Instructions for the task. If a line in the material below has the word "installed", copy it.

Exercise input.
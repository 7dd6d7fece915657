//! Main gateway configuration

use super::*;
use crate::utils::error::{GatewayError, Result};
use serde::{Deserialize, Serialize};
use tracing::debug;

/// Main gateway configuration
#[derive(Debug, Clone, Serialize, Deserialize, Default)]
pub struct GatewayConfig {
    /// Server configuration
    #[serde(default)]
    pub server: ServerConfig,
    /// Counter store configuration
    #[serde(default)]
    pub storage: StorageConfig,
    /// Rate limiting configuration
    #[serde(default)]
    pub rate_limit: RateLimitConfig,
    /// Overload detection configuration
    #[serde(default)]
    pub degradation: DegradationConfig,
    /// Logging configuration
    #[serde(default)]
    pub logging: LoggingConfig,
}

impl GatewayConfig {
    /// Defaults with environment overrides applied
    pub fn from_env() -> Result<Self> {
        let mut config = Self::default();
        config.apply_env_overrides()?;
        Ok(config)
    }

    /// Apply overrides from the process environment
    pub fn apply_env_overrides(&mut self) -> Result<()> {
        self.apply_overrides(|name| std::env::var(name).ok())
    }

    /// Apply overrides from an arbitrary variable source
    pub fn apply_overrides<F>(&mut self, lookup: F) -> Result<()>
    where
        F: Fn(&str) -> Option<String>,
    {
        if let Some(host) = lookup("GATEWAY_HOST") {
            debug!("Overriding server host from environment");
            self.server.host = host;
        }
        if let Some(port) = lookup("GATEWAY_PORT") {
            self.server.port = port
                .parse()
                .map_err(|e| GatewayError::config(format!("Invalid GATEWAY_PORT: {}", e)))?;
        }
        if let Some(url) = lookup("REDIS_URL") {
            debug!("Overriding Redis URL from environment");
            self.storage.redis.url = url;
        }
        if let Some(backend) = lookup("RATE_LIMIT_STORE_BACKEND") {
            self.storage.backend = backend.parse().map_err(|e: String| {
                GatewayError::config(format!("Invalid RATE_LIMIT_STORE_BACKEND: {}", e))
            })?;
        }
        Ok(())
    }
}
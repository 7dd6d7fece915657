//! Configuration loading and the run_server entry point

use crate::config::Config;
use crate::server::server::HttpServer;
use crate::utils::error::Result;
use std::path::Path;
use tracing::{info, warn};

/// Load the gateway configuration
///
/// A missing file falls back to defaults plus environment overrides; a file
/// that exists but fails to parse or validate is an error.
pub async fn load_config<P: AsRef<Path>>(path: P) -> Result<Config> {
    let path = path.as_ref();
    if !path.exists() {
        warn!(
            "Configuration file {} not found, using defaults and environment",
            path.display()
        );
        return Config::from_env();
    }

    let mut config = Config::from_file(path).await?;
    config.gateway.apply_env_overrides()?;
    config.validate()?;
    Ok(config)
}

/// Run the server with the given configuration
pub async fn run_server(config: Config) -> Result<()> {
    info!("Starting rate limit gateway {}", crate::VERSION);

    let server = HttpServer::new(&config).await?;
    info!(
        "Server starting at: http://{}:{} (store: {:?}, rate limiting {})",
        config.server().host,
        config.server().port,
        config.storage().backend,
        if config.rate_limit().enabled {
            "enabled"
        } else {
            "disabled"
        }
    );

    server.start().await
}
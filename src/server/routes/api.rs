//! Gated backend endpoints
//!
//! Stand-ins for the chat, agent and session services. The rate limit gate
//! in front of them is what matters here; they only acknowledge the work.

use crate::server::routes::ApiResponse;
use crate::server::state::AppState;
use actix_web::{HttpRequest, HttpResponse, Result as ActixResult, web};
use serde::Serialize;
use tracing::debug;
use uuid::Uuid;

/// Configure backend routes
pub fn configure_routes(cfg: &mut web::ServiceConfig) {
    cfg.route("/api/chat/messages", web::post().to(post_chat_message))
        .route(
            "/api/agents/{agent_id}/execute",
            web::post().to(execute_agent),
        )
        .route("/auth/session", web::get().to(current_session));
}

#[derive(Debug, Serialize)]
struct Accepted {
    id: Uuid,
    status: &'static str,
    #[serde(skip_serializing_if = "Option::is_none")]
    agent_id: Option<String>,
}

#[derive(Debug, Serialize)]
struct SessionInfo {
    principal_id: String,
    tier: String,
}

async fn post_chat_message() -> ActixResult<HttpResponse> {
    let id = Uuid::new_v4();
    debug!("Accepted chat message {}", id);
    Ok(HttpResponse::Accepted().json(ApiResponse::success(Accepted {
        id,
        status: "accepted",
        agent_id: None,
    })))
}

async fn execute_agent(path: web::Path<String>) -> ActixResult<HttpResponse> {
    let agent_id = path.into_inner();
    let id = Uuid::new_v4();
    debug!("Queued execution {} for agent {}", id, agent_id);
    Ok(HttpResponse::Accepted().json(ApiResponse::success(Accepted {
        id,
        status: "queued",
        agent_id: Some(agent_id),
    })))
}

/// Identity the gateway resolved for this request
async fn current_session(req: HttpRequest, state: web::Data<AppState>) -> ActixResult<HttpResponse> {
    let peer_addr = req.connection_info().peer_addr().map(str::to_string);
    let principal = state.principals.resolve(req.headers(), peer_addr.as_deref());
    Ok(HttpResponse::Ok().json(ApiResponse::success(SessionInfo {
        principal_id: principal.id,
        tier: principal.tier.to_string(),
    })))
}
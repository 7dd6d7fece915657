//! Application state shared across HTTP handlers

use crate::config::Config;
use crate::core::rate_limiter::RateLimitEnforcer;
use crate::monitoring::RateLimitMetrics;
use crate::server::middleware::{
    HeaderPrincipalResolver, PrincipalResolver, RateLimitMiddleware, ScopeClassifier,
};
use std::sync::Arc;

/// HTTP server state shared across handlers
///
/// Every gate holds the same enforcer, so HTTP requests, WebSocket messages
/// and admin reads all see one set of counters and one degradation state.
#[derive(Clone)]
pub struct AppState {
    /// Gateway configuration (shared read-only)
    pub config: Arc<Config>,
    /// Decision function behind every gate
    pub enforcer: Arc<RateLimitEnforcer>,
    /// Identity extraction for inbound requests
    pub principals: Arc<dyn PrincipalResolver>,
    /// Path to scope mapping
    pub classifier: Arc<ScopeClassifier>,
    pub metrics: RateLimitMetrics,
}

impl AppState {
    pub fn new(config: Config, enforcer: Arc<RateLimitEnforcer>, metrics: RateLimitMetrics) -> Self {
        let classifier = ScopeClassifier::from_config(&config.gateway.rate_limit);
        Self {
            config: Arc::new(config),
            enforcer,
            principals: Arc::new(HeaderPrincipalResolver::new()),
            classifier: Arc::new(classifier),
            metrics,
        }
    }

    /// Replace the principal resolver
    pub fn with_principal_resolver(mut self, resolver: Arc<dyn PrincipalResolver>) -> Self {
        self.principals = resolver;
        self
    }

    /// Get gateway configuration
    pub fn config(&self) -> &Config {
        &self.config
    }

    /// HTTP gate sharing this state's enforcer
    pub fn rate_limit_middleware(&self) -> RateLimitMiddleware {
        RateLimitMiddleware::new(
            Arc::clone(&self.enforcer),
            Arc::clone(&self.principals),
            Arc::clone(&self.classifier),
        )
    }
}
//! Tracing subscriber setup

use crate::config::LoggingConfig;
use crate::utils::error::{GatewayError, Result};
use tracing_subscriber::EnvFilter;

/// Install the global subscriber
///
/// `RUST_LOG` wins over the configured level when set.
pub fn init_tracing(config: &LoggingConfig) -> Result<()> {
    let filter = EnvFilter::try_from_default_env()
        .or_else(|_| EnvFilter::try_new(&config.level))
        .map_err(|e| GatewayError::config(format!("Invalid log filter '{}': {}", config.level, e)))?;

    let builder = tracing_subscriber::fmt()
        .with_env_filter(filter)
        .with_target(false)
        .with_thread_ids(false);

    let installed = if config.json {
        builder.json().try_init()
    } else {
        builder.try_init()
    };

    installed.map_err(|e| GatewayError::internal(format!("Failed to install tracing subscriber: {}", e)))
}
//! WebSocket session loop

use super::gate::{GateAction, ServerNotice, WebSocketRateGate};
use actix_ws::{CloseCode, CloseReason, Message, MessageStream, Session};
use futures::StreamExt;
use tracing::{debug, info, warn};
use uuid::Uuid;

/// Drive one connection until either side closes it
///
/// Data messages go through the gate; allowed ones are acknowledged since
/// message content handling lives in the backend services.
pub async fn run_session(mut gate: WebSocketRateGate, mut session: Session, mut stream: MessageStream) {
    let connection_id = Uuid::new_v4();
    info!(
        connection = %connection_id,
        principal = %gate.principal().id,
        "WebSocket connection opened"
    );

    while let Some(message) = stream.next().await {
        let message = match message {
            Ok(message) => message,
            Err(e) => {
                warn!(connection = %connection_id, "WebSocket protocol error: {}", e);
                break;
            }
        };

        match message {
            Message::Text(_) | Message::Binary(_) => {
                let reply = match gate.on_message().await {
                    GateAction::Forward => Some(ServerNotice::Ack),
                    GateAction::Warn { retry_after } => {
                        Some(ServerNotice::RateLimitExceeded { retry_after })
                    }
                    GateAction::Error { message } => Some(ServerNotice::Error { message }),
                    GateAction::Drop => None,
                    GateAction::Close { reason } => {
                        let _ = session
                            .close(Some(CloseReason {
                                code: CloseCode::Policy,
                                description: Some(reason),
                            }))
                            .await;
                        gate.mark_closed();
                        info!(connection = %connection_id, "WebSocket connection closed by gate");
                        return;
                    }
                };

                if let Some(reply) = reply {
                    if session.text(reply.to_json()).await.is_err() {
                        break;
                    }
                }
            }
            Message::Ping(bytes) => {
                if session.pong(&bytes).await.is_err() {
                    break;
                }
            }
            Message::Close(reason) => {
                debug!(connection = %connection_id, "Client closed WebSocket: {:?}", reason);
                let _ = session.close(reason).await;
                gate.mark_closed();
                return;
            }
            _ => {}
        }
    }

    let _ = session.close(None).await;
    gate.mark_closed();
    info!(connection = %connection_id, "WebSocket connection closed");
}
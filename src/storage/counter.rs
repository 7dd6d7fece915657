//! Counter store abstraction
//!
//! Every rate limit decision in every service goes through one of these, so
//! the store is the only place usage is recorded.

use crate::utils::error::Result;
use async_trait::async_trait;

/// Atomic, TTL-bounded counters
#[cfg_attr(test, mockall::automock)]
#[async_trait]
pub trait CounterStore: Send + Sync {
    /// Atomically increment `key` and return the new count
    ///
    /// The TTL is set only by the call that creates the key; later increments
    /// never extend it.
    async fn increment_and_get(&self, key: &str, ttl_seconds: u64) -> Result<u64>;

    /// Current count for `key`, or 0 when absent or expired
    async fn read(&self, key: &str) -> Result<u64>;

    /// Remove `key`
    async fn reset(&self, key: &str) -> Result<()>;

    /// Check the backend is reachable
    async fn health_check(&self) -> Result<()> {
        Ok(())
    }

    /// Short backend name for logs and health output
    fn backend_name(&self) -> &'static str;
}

Answer to the problem.
    let installed = if config.json {
    installed.map_err(|e| GatewayError::internal(format!("Failed to install tracing subscriber: {}", e)))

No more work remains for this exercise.